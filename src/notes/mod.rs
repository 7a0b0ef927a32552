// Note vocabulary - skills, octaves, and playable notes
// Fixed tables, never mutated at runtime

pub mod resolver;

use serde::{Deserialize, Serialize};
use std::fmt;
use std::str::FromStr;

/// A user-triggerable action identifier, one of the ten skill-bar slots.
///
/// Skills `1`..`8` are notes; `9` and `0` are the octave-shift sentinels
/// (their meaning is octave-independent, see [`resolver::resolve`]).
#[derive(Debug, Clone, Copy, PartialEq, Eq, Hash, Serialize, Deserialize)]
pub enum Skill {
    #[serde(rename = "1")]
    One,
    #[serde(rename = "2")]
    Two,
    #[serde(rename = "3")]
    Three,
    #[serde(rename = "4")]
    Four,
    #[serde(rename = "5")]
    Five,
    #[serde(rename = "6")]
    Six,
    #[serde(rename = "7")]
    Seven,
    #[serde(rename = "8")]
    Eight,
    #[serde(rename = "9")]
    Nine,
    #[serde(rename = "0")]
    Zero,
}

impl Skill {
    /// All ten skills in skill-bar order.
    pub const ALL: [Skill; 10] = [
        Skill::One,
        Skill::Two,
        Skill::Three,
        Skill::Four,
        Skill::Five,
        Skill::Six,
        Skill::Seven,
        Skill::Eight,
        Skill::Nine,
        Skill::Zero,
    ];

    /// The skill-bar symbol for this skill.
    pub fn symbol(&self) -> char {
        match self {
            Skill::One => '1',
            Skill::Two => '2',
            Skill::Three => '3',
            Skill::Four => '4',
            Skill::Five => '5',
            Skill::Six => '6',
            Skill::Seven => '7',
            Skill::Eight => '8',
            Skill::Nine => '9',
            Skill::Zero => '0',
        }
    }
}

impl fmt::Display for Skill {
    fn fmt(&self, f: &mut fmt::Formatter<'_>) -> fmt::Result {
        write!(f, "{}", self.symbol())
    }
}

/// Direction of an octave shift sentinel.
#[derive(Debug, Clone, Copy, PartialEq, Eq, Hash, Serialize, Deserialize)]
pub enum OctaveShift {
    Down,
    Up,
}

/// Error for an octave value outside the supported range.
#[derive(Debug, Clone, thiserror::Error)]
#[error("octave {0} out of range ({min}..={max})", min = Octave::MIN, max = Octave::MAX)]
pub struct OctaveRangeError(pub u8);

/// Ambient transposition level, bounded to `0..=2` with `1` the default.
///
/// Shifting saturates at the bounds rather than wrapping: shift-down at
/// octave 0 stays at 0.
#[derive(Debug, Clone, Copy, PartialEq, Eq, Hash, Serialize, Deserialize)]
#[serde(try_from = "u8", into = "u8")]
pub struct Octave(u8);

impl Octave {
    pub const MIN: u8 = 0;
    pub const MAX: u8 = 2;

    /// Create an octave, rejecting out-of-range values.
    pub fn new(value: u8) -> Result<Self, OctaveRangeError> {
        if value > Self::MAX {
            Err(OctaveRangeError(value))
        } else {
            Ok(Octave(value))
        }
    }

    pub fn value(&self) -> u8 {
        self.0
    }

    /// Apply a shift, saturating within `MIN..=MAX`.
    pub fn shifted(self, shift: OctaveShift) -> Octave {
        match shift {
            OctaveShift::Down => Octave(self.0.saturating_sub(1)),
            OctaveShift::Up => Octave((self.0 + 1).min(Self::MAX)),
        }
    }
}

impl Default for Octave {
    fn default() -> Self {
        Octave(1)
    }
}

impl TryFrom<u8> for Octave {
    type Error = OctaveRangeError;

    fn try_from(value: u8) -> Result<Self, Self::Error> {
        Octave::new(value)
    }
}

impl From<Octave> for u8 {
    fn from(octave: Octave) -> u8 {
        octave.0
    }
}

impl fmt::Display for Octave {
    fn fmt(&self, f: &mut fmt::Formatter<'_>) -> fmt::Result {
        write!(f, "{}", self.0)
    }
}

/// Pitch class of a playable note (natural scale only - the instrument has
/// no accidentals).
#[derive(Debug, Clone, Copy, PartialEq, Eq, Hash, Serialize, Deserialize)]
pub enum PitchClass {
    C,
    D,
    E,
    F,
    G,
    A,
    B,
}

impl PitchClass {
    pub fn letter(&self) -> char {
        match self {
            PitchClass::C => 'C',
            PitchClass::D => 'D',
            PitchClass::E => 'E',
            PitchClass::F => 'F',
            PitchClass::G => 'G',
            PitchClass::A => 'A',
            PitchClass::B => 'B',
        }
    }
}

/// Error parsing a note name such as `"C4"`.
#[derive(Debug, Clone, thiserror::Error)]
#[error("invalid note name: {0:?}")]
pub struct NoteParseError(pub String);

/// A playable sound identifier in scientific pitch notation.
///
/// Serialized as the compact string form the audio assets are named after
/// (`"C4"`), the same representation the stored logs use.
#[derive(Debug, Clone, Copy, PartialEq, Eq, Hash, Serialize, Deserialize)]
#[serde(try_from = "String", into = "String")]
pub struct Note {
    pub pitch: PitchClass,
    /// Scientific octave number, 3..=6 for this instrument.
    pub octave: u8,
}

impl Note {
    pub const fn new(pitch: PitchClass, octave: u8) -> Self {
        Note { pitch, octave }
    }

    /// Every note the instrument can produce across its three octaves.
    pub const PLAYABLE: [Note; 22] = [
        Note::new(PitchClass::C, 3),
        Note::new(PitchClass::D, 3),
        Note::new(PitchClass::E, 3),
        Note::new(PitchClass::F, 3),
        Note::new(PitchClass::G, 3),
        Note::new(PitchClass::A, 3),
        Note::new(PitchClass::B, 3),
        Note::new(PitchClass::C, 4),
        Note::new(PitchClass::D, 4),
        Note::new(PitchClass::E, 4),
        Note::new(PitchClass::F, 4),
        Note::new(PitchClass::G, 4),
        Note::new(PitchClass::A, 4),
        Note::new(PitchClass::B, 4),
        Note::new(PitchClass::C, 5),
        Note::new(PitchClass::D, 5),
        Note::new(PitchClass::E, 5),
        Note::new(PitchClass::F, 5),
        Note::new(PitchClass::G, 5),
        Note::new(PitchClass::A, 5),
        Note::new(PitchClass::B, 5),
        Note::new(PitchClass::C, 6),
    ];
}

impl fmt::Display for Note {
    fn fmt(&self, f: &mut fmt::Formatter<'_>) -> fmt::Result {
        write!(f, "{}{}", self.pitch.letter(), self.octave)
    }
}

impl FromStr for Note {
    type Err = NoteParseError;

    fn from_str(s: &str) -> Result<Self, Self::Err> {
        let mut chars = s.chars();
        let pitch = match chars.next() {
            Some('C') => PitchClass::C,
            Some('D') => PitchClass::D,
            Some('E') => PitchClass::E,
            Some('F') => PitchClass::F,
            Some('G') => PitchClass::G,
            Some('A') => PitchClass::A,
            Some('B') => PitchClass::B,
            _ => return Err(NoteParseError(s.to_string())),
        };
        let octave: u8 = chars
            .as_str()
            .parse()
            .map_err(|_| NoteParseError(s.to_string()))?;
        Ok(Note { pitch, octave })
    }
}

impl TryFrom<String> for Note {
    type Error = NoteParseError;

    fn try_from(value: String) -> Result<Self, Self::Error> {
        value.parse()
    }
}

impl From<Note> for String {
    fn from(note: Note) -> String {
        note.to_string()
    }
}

▶ [Exercise goal] Repeat nothing before the line containing "let mut chars = s.chars();"; repeat that line and every later line of the listing exactly.

▶ [Answer space]
        let mut chars = s.chars();
        let pitch = match chars.next() {
            Some('C') => PitchClass::C,
            Some('D') => PitchClass::D,
            Some('E') => PitchClass::E,
            Some('F') => PitchClass::F,
            Some('G') => PitchClass::G,
            Some('A') => PitchClass::A,
            Some('B') => PitchClass::B,
            _ => return Err(NoteParseError(s.to_string())),
        };
        let octave: u8 = chars
            .as_str()
            .parse()
            .map_err(|_| NoteParseError(s.to_string()))?;
        Ok(Note { pitch, octave })
    }
}

impl TryFrom<String> for Note {
    type Error = NoteParseError;

    fn try_from(value: String) -> Result<Self, Self::Error> {
        value.parse()
    }
}

impl From<Note> for String {
    fn from(note: Note) -> String {
        note.to_string()
    }
}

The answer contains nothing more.